_Work required:_
The response should consist of the records that follow, repeated exactly.

_Given data:_

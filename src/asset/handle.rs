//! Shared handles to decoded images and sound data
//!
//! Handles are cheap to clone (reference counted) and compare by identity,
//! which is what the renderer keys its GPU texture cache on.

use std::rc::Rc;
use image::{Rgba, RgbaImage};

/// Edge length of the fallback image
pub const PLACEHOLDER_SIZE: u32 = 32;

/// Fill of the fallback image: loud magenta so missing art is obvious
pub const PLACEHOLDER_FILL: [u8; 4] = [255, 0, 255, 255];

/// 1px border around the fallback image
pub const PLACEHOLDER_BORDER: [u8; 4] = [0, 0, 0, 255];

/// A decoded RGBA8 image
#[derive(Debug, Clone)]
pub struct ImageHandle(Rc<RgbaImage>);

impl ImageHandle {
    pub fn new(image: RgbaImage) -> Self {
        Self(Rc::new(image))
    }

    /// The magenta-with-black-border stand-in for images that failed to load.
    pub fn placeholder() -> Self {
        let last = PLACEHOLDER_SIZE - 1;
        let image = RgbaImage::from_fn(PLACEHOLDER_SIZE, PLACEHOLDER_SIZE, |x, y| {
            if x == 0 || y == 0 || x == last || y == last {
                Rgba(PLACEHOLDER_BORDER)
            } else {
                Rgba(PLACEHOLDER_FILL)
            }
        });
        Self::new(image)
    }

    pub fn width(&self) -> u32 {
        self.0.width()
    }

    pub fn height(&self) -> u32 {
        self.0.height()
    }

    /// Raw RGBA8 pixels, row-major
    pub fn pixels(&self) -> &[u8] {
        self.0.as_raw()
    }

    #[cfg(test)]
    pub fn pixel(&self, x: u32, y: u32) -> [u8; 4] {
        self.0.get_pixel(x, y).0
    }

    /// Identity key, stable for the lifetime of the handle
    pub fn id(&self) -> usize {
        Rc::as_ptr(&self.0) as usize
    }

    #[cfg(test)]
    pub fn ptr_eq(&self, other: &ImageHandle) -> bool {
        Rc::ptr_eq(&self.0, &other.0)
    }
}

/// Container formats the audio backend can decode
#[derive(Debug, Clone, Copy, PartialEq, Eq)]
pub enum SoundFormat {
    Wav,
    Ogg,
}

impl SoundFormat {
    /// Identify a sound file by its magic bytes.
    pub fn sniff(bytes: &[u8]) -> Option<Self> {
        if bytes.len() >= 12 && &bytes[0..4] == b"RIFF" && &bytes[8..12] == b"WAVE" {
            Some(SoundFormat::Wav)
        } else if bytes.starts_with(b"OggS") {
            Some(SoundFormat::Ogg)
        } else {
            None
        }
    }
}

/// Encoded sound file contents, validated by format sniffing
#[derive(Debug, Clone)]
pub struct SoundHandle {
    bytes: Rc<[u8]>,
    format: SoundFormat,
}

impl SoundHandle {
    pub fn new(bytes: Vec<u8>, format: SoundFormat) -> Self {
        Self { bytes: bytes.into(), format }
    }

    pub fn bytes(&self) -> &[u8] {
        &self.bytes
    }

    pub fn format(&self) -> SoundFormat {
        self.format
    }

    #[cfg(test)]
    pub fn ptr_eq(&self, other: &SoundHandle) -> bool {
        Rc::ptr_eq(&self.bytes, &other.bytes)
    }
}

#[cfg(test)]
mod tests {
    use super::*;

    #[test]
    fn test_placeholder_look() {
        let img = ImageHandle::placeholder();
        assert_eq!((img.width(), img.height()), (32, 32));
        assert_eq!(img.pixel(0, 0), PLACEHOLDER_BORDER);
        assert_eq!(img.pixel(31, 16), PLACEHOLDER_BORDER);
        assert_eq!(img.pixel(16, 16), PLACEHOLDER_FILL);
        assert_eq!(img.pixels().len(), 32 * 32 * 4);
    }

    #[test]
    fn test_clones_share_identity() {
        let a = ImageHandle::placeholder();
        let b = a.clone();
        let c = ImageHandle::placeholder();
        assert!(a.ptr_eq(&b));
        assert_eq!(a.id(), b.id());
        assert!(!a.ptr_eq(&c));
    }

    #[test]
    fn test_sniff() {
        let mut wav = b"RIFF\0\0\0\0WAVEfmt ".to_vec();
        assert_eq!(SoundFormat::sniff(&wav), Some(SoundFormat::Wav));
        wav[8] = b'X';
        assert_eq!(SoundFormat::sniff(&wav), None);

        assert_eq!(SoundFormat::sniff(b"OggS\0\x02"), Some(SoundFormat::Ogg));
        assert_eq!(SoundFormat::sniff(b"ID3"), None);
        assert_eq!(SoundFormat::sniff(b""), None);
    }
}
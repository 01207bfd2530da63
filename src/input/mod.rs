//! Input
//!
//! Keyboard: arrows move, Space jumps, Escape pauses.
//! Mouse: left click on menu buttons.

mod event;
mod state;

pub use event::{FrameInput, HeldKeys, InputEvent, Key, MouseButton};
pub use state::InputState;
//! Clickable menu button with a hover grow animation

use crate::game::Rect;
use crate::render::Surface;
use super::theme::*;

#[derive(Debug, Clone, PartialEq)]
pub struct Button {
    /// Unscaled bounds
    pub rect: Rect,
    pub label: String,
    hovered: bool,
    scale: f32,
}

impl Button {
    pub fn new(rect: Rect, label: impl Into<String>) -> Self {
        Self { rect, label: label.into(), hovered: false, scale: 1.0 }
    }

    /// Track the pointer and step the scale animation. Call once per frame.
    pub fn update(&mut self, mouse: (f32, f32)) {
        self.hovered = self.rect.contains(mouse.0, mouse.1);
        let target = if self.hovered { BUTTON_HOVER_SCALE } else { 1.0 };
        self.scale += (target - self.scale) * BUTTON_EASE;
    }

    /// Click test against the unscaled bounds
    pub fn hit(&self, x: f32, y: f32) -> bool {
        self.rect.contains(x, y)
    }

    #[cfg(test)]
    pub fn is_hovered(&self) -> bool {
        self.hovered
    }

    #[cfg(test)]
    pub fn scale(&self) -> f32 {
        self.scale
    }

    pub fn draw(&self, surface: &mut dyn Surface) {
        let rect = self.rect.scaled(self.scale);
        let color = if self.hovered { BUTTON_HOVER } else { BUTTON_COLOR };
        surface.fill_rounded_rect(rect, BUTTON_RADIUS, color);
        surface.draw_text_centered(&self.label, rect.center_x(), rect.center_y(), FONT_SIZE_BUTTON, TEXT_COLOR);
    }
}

_Written solution:_
filename src/asset/handle.rs
//! Shared handles to decoded images and sound data
//!
//! Handles are cheap to clone (reference counted) and compare by identity,
//! which is what the renderer keys its GPU texture cache on.

use std::rc::Rc;
use image::{Rgba, RgbaImage};

/// Edge length of the fallback image
pub const PLACEHOLDER_SIZE: u32 = 32;

/// Fill of the fallback image: loud magenta so missing art is obvious
pub const PLACEHOLDER_FILL: [u8; 4] = [255, 0, 255, 255];

/// 1px border around the fallback image
pub const PLACEHOLDER_BORDER: [u8; 4] = [0, 0, 0, 255];

/// A decoded RGBA8 image
#[derive(Debug, Clone)]
pub struct ImageHandle(Rc<RgbaImage>);

impl ImageHandle {
    pub fn new(image: RgbaImage) -> Self {
        Self(Rc::new(image))
    }

    /// The magenta-with-black-border stand-in for images that failed to load.
    pub fn placeholder() -> Self {
        let last = PLACEHOLDER_SIZE - 1;
        let image = RgbaImage::from_fn(PLACEHOLDER_SIZE, PLACEHOLDER_SIZE, |x, y| {
            if x == 0 || y == 0 || x == last || y == last {
                Rgba(PLACEHOLDER_BORDER)
            } else {
                Rgba(PLACEHOLDER_FILL)
            }
        });
        Self::new(image)
    }

    pub fn width(&self) -> u32 {
        self.0.width()
    }

    pub fn height(&self) -> u32 {
        self.0.height()
    }

    /// Raw RGBA8 pixels, row-major
    pub fn pixels(&self) -> &[u8] {
        self.0.as_raw()
    }

    #[cfg(test)]
    pub fn pixel(&self, x: u32, y: u32) -> [u8; 4] {
        self.0.get_pixel(x, y).0
    }

    /// Identity key, stable for the lifetime of the handle
    pub fn id(&self) -> usize {
        Rc::as_ptr(&self.0) as usize
    }

    #[cfg(test)]
    pub fn ptr_eq(&self, other: &ImageHandle) -> bool {
        Rc::ptr_eq(&self.0, &other.0)
    }
}

/// Container formats the audio backend can decode
#[derive(Debug, Clone, Copy, PartialEq, Eq)]
pub enum SoundFormat {
    Wav,
    Ogg,
}

impl SoundFormat {
    /// Identify a sound file by its magic bytes.
    pub fn sniff(bytes: &[u8]) -> Option<Self> {
        if bytes.len() >= 12 && &bytes[0..4] == b"RIFF" && &bytes[8..12] == b"WAVE" {
            Some(SoundFormat::Wav)
        } else if bytes.starts_with(b"OggS") {
            Some(SoundFormat::Ogg)
        } else {
            None
        }
    }
}

/// Encoded sound file contents, validated by format sniffing
#[derive(Debug, Clone)]
pub struct SoundHandle {
    bytes: Rc<[u8]>,
    format: SoundFormat,
}

impl SoundHandle {
    pub fn new(bytes: Vec<u8>, format: SoundFormat) -> Self {
        Self { bytes: bytes.into(), format }
    }

    pub fn bytes(&self) -> &[u8] {
        &self.bytes
    }

    pub fn format(&self) -> SoundFormat {
        self.format
    }

    #[cfg(test)]
    pub fn ptr_eq(&self, other: &SoundHandle) -> bool {
        Rc::ptr_eq(&self.bytes, &other.bytes)
    }
}

#[cfg(test)]
mod tests {
    use super::*;

    #[test]
    fn test_placeholder_look() {
        let img = ImageHandle::placeholder();
        assert_eq!((img.width(), img.height()), (32, 32));
        assert_eq!(img.pixel(0, 0), PLACEHOLDER_BORDER);
        assert_eq!(img.pixel(31, 16), PLACEHOLDER_BORDER);
        assert_eq!(img.pixel(16, 16), PLACEHOLDER_FILL);
        assert_eq!(img.pixels().len(), 32 * 32 * 4);
    }

    #[test]
    fn test_clones_share_identity() {
        let a = ImageHandle::placeholder();
        let b = a.clone();
        let c = ImageHandle::placeholder();
        assert!(a.ptr_eq(&b));
        assert_eq!(a.id(), b.id());
        assert!(!a.ptr_eq(&c));
    }

    #[test]
    fn test_sniff() {
        let mut wav = b"RIFF\0\0\0\0WAVEfmt ".to_vec();
        assert_eq!(SoundFormat::sniff(&wav), Some(SoundFormat::Wav));
        wav[8] = b'X';
        assert_eq!(SoundFormat::sniff(&wav), None);

        assert_eq!(SoundFormat::sniff(b"OggS\0\x02"), Some(SoundFormat::Ogg));
        assert_eq!(SoundFormat::sniff(b"ID3"), None);
        assert_eq!(SoundFormat::sniff(b""), None);
    }
}
repository 01207bfd2530da63
filename src/input/mod.rs
//! Input
//!
//! Keyboard: arrows move, Space jumps, Escape pauses.
//! Mouse: left click on menu buttons.

mod event;
mod state;

pub use event::{FrameInput, HeldKeys, InputEvent, Key, MouseButton};
pub use state::InputState;
//! Clickable menu button with a hover grow animation

use crate::game::Rect;
use crate::render::Surface;
use super::theme::*;

#[derive(Debug, Clone, PartialEq)]
pub struct Button {
    /// Unscaled bounds
    pub rect: Rect,
    pub label: String,
    hovered: bool,
    scale: f32,
}

impl Button {
    pub fn new(rect: Rect, label: impl Into<String>) -> Self {
        Self { rect, label: label.into(), hovered: false, scale: 1.0 }
    }

    /// Track the pointer and step the scale animation. Call once per frame.
    pub fn update(&mut self, mouse: (f32, f32)) {
        self.hovered = self.rect.contains(mouse.0, mouse.1);
        let target = if self.hovered { BUTTON_HOVER_SCALE } else { 1.0 };
        self.scale += (target - self.scale) * BUTTON_EASE;
    }

    /// Click test against the unscaled bounds
    pub fn hit(&self, x: f32, y: f32) -> bool {
        self.rect.contains(x, y)
    }

    #[cfg(test)]
    pub fn is_hovered(&self) -> bool {
        self.hovered
    }

    #[cfg(test)]
    pub fn scale(&self) -> f32 {
        self.scale
    }

    pub fn draw(&self, surface: &mut dyn Surface) {
        let rect = self.rect.scaled(self.scale);
        let color = if self.hovered { BUTTON_HOVER } else { BUTTON_COLOR };
        surface.fill_rounded_rect(rect, BUTTON_RADIUS, color);
        surface.draw_text_centered(&self.label, rect.center_x(), rect.center_y(), FONT_SIZE_BUTTON, TEXT_COLOR);
    }
}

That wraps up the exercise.